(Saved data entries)
↓↓↓
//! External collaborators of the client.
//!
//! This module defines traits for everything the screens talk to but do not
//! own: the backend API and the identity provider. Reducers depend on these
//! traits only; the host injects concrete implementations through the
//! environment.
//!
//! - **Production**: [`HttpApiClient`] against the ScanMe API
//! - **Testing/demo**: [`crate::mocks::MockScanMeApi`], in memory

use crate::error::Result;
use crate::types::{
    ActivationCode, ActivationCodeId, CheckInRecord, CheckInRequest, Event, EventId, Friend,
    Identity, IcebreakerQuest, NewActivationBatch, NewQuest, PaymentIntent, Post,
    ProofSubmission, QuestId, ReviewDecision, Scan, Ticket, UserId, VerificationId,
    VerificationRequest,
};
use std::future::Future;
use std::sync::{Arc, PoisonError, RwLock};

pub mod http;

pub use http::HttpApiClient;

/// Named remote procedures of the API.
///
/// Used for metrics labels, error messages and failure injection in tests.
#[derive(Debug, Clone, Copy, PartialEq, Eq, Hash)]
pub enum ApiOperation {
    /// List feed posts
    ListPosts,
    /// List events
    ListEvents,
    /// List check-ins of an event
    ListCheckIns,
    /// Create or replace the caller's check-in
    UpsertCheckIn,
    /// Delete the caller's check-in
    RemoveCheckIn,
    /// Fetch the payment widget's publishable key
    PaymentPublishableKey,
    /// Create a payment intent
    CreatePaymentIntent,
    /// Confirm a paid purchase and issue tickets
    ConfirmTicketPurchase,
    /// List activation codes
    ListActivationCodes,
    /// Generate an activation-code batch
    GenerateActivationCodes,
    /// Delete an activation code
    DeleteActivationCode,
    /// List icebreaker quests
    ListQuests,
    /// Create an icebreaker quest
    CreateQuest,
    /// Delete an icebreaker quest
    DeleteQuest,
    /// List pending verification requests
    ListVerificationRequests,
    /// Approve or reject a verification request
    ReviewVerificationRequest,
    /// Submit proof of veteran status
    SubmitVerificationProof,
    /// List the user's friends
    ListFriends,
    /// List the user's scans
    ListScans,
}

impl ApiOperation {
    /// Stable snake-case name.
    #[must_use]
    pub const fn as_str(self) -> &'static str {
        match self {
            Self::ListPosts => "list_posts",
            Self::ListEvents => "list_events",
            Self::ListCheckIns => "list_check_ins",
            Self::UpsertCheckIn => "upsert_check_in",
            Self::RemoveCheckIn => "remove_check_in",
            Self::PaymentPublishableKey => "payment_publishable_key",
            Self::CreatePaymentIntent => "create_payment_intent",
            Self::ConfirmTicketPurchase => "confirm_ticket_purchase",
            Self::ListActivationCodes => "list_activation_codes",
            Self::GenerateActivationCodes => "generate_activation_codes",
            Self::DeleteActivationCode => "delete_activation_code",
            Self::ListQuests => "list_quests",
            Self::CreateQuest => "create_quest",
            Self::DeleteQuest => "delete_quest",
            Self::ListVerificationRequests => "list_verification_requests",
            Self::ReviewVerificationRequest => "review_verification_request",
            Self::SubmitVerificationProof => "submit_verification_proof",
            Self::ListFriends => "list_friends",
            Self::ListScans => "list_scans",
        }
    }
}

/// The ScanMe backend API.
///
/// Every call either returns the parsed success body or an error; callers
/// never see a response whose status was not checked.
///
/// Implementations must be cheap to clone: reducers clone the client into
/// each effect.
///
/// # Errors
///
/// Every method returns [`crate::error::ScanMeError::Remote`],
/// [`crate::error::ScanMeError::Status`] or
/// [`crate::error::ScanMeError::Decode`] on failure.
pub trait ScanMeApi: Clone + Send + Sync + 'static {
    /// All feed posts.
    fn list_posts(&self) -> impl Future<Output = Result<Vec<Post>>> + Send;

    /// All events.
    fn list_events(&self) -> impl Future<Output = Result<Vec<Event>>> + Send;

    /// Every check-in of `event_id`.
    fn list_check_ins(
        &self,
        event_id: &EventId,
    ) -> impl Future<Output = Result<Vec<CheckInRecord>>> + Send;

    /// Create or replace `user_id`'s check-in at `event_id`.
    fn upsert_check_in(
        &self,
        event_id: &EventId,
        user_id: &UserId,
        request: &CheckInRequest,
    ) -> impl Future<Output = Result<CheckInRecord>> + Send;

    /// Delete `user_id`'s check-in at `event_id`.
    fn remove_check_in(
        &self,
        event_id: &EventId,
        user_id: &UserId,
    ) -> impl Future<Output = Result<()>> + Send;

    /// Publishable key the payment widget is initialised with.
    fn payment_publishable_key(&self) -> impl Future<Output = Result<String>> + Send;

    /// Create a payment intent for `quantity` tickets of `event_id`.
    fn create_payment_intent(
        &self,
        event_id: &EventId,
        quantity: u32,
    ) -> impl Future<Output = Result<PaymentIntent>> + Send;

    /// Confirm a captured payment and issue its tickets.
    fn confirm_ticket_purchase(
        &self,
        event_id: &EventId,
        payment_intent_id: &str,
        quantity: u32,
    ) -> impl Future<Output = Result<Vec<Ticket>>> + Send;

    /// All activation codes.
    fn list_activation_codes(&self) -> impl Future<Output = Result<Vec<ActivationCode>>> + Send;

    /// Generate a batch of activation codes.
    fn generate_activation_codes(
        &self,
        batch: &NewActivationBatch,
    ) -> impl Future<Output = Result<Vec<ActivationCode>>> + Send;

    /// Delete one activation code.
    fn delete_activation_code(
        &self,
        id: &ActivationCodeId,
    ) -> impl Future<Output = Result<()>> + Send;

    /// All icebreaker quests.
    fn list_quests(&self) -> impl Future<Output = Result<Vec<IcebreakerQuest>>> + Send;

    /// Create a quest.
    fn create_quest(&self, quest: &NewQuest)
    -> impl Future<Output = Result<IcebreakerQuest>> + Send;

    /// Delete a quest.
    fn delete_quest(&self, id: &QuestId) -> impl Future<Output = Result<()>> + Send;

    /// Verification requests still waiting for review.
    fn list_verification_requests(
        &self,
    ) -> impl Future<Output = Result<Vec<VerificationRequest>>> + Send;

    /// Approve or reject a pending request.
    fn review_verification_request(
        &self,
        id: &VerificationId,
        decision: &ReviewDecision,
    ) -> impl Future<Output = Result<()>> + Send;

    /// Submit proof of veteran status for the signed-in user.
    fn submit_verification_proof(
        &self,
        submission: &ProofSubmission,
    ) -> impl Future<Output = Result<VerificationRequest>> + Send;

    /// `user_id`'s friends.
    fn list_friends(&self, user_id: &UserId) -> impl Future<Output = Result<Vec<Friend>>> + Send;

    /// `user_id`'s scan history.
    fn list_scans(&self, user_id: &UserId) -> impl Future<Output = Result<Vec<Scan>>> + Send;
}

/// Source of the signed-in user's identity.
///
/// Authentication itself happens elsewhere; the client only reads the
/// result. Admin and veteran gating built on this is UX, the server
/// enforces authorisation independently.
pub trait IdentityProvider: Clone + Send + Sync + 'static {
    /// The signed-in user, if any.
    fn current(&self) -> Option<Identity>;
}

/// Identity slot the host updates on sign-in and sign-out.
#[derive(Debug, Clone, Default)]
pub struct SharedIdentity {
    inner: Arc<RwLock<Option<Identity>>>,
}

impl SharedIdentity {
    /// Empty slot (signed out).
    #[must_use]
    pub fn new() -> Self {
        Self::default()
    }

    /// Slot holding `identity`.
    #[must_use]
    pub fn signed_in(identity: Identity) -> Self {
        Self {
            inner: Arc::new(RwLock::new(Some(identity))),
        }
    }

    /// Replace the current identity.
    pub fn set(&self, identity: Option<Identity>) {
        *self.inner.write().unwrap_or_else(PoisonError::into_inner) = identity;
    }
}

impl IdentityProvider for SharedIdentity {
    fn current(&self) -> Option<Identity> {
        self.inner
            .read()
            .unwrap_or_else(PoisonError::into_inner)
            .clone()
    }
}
↑↑↑
↓↓↓
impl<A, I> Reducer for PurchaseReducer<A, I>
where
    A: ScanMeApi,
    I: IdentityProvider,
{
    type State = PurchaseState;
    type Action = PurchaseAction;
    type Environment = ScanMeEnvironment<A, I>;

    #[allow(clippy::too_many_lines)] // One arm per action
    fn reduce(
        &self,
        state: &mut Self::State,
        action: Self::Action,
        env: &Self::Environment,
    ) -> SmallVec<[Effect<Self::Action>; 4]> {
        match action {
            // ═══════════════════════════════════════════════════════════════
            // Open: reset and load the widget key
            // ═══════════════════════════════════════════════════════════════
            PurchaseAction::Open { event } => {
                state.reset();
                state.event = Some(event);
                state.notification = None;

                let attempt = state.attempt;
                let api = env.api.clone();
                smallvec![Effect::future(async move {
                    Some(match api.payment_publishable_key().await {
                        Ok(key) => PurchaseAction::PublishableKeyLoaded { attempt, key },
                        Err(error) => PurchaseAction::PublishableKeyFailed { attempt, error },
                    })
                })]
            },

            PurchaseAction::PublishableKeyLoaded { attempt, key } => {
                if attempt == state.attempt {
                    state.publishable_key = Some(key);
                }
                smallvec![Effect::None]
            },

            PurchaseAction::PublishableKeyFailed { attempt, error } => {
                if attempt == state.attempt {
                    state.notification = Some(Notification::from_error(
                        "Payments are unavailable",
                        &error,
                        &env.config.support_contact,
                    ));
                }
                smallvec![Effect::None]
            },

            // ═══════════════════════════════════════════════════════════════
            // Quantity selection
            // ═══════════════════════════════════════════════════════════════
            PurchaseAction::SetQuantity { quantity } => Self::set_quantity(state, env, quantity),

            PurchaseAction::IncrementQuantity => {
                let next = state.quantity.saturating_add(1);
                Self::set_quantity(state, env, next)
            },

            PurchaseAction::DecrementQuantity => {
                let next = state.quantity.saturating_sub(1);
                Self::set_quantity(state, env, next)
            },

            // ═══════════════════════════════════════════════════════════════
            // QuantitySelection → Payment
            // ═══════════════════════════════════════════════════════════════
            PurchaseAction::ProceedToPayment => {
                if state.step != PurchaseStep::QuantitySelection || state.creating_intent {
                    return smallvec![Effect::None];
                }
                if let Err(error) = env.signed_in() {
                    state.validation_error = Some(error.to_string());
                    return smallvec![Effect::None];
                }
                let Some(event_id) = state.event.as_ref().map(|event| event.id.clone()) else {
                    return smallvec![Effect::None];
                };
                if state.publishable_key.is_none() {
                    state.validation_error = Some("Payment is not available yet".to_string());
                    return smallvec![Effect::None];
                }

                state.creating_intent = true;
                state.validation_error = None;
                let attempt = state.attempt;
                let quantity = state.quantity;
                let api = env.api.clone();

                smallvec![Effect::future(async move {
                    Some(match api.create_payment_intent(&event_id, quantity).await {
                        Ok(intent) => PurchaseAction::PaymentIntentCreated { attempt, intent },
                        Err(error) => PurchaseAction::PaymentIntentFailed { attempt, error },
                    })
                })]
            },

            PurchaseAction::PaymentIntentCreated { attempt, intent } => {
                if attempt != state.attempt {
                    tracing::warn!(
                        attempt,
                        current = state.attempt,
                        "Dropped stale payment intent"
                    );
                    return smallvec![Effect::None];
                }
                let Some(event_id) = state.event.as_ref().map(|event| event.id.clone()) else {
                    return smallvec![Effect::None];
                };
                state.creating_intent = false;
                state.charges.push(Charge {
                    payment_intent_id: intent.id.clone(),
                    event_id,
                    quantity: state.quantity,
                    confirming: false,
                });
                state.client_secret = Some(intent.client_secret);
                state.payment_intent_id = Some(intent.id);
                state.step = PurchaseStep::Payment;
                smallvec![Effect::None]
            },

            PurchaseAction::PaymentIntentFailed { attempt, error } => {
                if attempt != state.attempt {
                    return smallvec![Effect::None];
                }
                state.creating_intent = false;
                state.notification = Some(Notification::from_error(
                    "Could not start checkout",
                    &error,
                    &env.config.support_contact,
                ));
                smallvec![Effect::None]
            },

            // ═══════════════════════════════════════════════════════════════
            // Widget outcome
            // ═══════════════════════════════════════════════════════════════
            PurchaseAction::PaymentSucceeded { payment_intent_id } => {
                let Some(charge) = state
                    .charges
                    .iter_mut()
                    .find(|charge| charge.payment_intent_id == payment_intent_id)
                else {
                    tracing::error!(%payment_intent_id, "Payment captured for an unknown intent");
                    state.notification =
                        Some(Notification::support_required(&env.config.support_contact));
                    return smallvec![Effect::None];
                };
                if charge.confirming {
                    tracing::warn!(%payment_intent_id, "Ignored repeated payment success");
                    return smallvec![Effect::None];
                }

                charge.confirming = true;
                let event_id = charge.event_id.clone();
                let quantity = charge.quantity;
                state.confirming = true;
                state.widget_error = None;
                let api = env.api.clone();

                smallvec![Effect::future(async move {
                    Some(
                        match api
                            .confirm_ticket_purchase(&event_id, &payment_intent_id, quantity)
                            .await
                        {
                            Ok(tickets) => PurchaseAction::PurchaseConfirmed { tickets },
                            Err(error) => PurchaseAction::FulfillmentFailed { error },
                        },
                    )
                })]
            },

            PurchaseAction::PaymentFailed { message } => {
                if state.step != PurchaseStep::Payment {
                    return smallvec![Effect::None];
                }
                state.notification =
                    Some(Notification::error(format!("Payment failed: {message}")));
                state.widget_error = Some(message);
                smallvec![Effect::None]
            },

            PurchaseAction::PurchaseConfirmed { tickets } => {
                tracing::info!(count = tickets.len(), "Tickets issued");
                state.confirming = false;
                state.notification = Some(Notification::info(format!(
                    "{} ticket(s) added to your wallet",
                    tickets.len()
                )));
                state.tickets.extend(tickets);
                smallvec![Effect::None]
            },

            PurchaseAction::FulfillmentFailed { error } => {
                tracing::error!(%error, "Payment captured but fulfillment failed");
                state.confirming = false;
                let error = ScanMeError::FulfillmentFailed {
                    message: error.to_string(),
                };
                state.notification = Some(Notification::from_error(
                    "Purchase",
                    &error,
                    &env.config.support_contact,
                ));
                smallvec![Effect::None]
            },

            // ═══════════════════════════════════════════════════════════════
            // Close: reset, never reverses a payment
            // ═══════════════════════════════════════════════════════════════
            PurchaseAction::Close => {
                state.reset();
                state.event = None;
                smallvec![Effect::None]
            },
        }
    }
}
↑↑↑
↓↓↓
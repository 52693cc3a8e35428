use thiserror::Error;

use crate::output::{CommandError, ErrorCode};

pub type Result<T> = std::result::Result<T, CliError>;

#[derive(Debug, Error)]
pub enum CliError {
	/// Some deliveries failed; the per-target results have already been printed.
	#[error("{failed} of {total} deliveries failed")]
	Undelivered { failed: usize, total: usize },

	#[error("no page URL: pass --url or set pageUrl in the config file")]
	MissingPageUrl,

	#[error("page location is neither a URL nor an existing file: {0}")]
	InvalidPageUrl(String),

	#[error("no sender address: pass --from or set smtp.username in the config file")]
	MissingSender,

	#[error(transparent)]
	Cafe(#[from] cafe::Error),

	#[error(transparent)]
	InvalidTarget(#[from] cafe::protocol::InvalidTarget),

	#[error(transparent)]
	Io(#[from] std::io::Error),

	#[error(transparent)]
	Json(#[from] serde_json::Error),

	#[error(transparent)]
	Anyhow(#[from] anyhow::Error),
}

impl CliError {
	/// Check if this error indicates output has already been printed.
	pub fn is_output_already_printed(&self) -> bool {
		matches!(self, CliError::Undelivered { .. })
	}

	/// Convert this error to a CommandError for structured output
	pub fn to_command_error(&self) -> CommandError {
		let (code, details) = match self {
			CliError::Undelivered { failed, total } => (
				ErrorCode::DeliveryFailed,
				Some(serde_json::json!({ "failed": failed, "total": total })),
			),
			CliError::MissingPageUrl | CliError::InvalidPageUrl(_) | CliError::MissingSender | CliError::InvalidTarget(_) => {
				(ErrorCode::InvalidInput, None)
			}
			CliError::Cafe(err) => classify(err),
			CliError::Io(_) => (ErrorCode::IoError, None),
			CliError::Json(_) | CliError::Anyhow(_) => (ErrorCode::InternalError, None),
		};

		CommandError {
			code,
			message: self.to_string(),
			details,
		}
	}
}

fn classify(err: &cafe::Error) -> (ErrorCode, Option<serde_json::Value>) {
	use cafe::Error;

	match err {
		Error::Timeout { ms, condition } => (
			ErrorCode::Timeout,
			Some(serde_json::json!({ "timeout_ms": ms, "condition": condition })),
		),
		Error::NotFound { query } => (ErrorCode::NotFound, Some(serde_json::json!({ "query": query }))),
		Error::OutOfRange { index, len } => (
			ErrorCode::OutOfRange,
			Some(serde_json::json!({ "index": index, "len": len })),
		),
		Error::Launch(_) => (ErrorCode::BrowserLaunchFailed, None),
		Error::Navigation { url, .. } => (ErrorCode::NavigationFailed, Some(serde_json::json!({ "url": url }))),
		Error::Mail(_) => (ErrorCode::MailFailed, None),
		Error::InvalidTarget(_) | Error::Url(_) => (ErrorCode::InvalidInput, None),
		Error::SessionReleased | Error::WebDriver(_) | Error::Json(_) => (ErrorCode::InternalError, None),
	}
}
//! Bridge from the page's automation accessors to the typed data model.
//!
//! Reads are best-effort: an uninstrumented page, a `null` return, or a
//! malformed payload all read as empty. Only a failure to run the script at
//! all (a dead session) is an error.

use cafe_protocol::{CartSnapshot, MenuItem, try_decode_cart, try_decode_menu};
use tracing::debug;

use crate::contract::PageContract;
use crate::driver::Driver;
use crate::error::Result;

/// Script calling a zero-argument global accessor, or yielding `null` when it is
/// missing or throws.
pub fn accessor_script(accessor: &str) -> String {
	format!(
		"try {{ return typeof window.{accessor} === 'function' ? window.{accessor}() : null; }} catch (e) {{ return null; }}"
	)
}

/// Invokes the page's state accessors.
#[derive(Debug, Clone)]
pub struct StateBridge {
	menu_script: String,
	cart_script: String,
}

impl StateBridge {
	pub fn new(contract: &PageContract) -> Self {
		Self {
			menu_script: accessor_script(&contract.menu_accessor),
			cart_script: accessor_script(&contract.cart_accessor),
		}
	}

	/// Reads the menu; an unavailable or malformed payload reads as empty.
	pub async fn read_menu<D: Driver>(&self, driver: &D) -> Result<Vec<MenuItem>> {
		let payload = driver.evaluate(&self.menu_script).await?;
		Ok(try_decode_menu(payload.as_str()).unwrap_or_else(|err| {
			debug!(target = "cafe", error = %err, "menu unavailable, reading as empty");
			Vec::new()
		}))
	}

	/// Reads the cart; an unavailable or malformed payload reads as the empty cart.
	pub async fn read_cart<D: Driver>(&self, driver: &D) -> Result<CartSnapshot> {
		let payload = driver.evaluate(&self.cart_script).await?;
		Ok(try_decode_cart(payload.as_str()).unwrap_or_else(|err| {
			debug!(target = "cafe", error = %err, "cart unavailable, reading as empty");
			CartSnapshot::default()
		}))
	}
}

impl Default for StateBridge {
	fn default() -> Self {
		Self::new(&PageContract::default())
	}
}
↑↑↑
Above are the lines; repeat exactly the ones from the line containing "of the client." down to the line containing "use std::future::Future;", both inclusive.

//! External collaborators of the client.
//!
//! This module defines traits for everything the screens talk to but do not
//! own: the backend API and the identity provider. Reducers depend on these
//! traits only; the host injects concrete implementations through the
//! environment.
//!
//! - **Production**: [`HttpApiClient`] against the ScanMe API
//! - **Testing/demo**: [`crate::mocks::MockScanMeApi`], in memory

use crate::error::Result;
use crate::types::{
    ActivationCode, ActivationCodeId, CheckInRecord, CheckInRequest, Event, EventId, Friend,
    Identity, IcebreakerQuest, NewActivationBatch, NewQuest, PaymentIntent, Post,
    ProofSubmission, QuestId, ReviewDecision, Scan, Ticket, UserId, VerificationId,
    VerificationRequest,
};
use std::future::Future;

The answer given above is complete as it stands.